As balas sobre o balcão são as preferidas e o xixi pode estar quase saindo, mas não adianta: não há santo ou argumento materno que convença a criança a se aproximar da moça e pedir o que quer ou perguntar onde é o banheiro. Para enfrentar o desconhecido, só mesmo agarrado à mão da mãe e escondido atrás dela, enquanto ela faz as perguntas.
Soa familiar? Um certo grau de timidez é comum à maioria das crianças e tem lá sua utilidade ao introduzir cautela no primeiro contato com o desconhecido -seja ele um estranho que vem lhe fazer bilu-bilu, uma grande massa d'água salgada agitada, barulhenta e fria, ou um brinquedo novo grudento, rosa e cheio de pernas que desce às cambalhotas pelas paredes da sua casa.
Às vezes, basta um pouco de familiarização (ou pirulitos) para a criança começar a brincar com as vendedoras; outras, nem várias demonstrações de que a coisa grudenta não morde farão com que a criança pegue o tal brinquedo.
A razão? O que chamamos de timidez é uma expressão do medo frente ao desconhecido, e ela depende do grau de reatividade de uma parte do cérebro: a amígdala (não é a da garganta!).
Quanto maior a ativação, mais exagerada e difícil de controlar é a resposta corporal, fisiológica mesmo, de medo do rosto ou do objeto estranho.
A equipe do psicólogo Jerome Kagan, da Universidade Harvard, nos EUA, demonstrou que as diferenças comportamentais são ligadas ao grau de ativação da amígdala entre crianças -e ainda permanecem até a idade adulta. Uma vez tímido, provavelmente sempre tímido. Essa persistência do grau de reatividade da amígdala ao desconhecido indica que ela vem de fábrica e é possivelmente uma questão de genética, assim como a cor dos olhos ou dos cabelos.
Mas genética não é necessariamente destino -e uma amígdala muito sensível ao desconhecido também não.
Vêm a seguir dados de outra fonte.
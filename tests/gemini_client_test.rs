//! Functional tests for the Gemini client wire protocol

use serde_json::json;
use wiremock::matchers::{method, path, query_param};
use wiremock::{Mock, MockServer, ResponseTemplate};

use poster_styler::client::{GeminiClient, ImageGenerator, StyleRequest};
use poster_styler::config::GeminiConfig;
use poster_styler::encoding::{self, ReferenceImage};
use poster_styler::error::AppError;

fn test_config(server: &MockServer) -> GeminiConfig {
    GeminiConfig {
        api_key: Some("test-key".to_string()),
        base_url: server.uri(),
        model: "gemini-2.5-flash-image".to_string(),
        timeout_ms: 5000,
    }
}

fn request(prompt: &str, reference: Option<ReferenceImage>) -> StyleRequest {
    StyleRequest {
        prompt: prompt.to_string(),
        style_instruction: "Style: Y3K (Year 3000 Aesthetics).".to_string(),
        reference,
    }
}

async fn mount_success(server: &MockServer) {
    Mock::given(method("POST"))
        .and(path("/models/gemini-2.5-flash-image:generateContent"))
        .and(query_param("key", "test-key"))
        .respond_with(ResponseTemplate::new(200).set_body_json(json!({
            "candidates": [{
                "content": {
                    "parts": [
                        {"text": "here you go"},
                        {"inlineData": {"mimeType": "image/png", "data": "QUFBQQ=="}}
                    ]
                }
            }]
        })))
        .mount(server)
        .await;
}

#[tokio::test]
async fn test_success_returns_data_url() {
    let server = MockServer::start().await;
    mount_success(&server).await;

    let client = GeminiClient::new(&test_config(&server)).unwrap();
    let url = client
        .generate_styled(request("a lighthouse", None))
        .await
        .unwrap();

    assert_eq!(url, "data:image/png;base64,QUFBQQ==");
}

#[tokio::test]
async fn test_text_only_request_has_single_text_part() {
    let server = MockServer::start().await;
    mount_success(&server).await;

    let client = GeminiClient::new(&test_config(&server)).unwrap();
    client
        .generate_styled(request("a lighthouse", None))
        .await
        .unwrap();

    let received = server.received_requests().await.unwrap();
    assert_eq!(received.len(), 1);

    let body: serde_json::Value = serde_json::from_slice(&received[0].body).unwrap();
    let parts = body["contents"][0]["parts"].as_array().unwrap();
    assert_eq!(parts.len(), 1);

    let text = parts[0]["text"].as_str().unwrap();
    assert!(text.starts_with("Task: Generate an image"));
    assert!(text.contains("User Prompt: a lighthouse"));
    assert!(text.contains("Style: Y3K (Year 3000 Aesthetics)."));
}

#[tokio::test]
async fn test_reference_image_is_first_part() {
    // Scenario: a PNG reference image makes the call an edit, with the
    // encoded image as the first content part
    let server = MockServer::start().await;
    mount_success(&server).await;

    let source_bytes = vec![0x89, 0x50, 0x4E, 0x47, 0x0D, 0x0A, 0x1A, 0x0A];
    let reference = ReferenceImage::new(source_bytes.clone(), "image/png");

    let client = GeminiClient::new(&test_config(&server)).unwrap();
    client
        .generate_styled(request("a lighthouse", Some(reference)))
        .await
        .unwrap();

    let received = server.received_requests().await.unwrap();
    let body: serde_json::Value = serde_json::from_slice(&received[0].body).unwrap();
    let parts = body["contents"][0]["parts"].as_array().unwrap();
    assert_eq!(parts.len(), 2);

    assert_eq!(parts[0]["inlineData"]["mimeType"], "image/png");
    let payload = parts[0]["inlineData"]["data"].as_str().unwrap();
    assert!(!payload.is_empty());
    assert_eq!(encoding::decode(payload).unwrap(), source_bytes);

    let text = parts[1]["text"].as_str().unwrap();
    assert!(text.starts_with("Task: Edit the provided image"));
}

#[tokio::test]
async fn test_http_error_is_api_error() {
    let server = MockServer::start().await;
    Mock::given(method("POST"))
        .respond_with(ResponseTemplate::new(429).set_body_string("quota exhausted"))
        .mount(&server)
        .await;

    let client = GeminiClient::new(&test_config(&server)).unwrap();
    let result = client.generate_styled(request("x", None)).await;

    match result {
        Err(AppError::Api(message)) => {
            assert!(message.contains("429"));
            assert!(message.contains("quota exhausted"));
        }
        other => panic!("expected Api error, got {:?}", other.map(|_| ())),
    }
}

#[tokio::test]
async fn test_zero_candidates_is_error() {
    let server = MockServer::start().await;
    Mock::given(method("POST"))
        .respond_with(ResponseTemplate::new(200).set_body_json(json!({ "candidates": [] })))
        .mount(&server)
        .await;

    let client = GeminiClient::new(&test_config(&server)).unwrap();
    let result = client.generate_styled(request("x", None)).await;

    assert!(matches!(result, Err(AppError::NoCandidates)));
}

#[tokio::test]
async fn test_text_only_response_is_no_image_error() {
    // The model declined and returned text only
    let server = MockServer::start().await;
    Mock::given(method("POST"))
        .respond_with(ResponseTemplate::new(200).set_body_json(json!({
            "candidates": [{
                "content": {
                    "parts": [{"text": "I cannot generate that image."}]
                }
            }]
        })))
        .mount(&server)
        .await;

    let client = GeminiClient::new(&test_config(&server)).unwrap();
    let result = client.generate_styled(request("x", None)).await;

    assert!(matches!(result, Err(AppError::NoImageData)));
}
//! Common error types for the poster generation service

use axum::{
    http::StatusCode,
    response::{IntoResponse, Response},
    Json,
};
use serde::Serialize;
use thiserror::Error;

/// Application-wide error type
#[derive(Error, Debug)]
pub enum AppError {
    #[error("Configuration error: {0}")]
    Config(#[from] config::ConfigError),

    #[error("IO error: {0}")]
    Io(#[from] std::io::Error),

    #[error("JSON serialization error: {0}")]
    Json(#[from] serde_json::Error),

    #[error("HTTP client error: {0}")]
    HttpClient(#[from] reqwest::Error),

    #[error("Generation API key is not configured")]
    MissingApiKey,

    #[error("Generation API error: {0}")]
    Api(String),

    #[error("Generation API returned no candidates")]
    NoCandidates,

    #[error("Generation API returned no image data")]
    NoImageData,

    #[error("All selected styles failed to generate")]
    AllStylesFailed,

    #[error("A generation batch is already in progress")]
    BatchInProgress,

    #[error("Invalid request: {0}")]
    InvalidRequest(String),

    #[error("Timeout: {0}")]
    Timeout(String),

    #[error("Internal error: {0}")]
    Internal(String),
}

/// Error response format returned by the HTTP API
#[derive(Serialize)]
pub struct ErrorResponse {
    pub error: ErrorDetail,
}

#[derive(Serialize)]
pub struct ErrorDetail {
    pub message: String,
    pub r#type: String,
    pub code: Option<String>,
}

impl IntoResponse for AppError {
    fn into_response(self) -> Response {
        let (status, error_type, code) = match &self {
            AppError::Config(_) => (StatusCode::INTERNAL_SERVER_ERROR, "server_error", None),
            AppError::Io(_) => (StatusCode::INTERNAL_SERVER_ERROR, "server_error", None),
            AppError::Json(_) => (StatusCode::BAD_REQUEST, "invalid_request_error", Some("invalid_json")),
            AppError::HttpClient(_) => (StatusCode::BAD_GATEWAY, "upstream_error", None),
            AppError::MissingApiKey => (StatusCode::INTERNAL_SERVER_ERROR, "server_error", Some("missing_api_key")),
            AppError::Api(_) => (StatusCode::BAD_GATEWAY, "upstream_error", None),
            AppError::NoCandidates => (StatusCode::BAD_GATEWAY, "upstream_error", Some("no_candidates")),
            AppError::NoImageData => (StatusCode::BAD_GATEWAY, "upstream_error", Some("no_image_data")),
            AppError::AllStylesFailed => (StatusCode::BAD_GATEWAY, "generation_error", Some("all_styles_failed")),
            AppError::BatchInProgress => (StatusCode::CONFLICT, "conflict_error", Some("batch_in_progress")),
            AppError::InvalidRequest(_) => (StatusCode::BAD_REQUEST, "invalid_request_error", None),
            AppError::Timeout(_) => (StatusCode::GATEWAY_TIMEOUT, "timeout_error", None),
            AppError::Internal(_) => (StatusCode::INTERNAL_SERVER_ERROR, "server_error", None),
        };

        let body = Json(ErrorResponse {
            error: ErrorDetail {
                message: self.to_string(),
                r#type: error_type.to_string(),
                code: code.map(|c| c.to_string()),
            },
        });

        (status, body).into_response()
    }
}

/// Result type alias for convenience
pub type Result<T> = std::result::Result<T, AppError>;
Sociedade, cultura, ambiente, educação e muita determinação podem acabar dando um jeito de contornar o freio imposto pela amígdala face ao desconhecido e tornar mesmo a mais tímida das crianças em uma adolescente capaz de falar com a vendedora. A amígdala não cede, mas o resto do cérebro aprende a dominar seus impulsos e passar por cima do medo.
Ainda bem para o comércio. Já pensou o estrago se ninguém tomasse coragem de abordar um desconhecido para perguntar o preço -ou onde fica o banheiro mais próximo, rápido, por favor?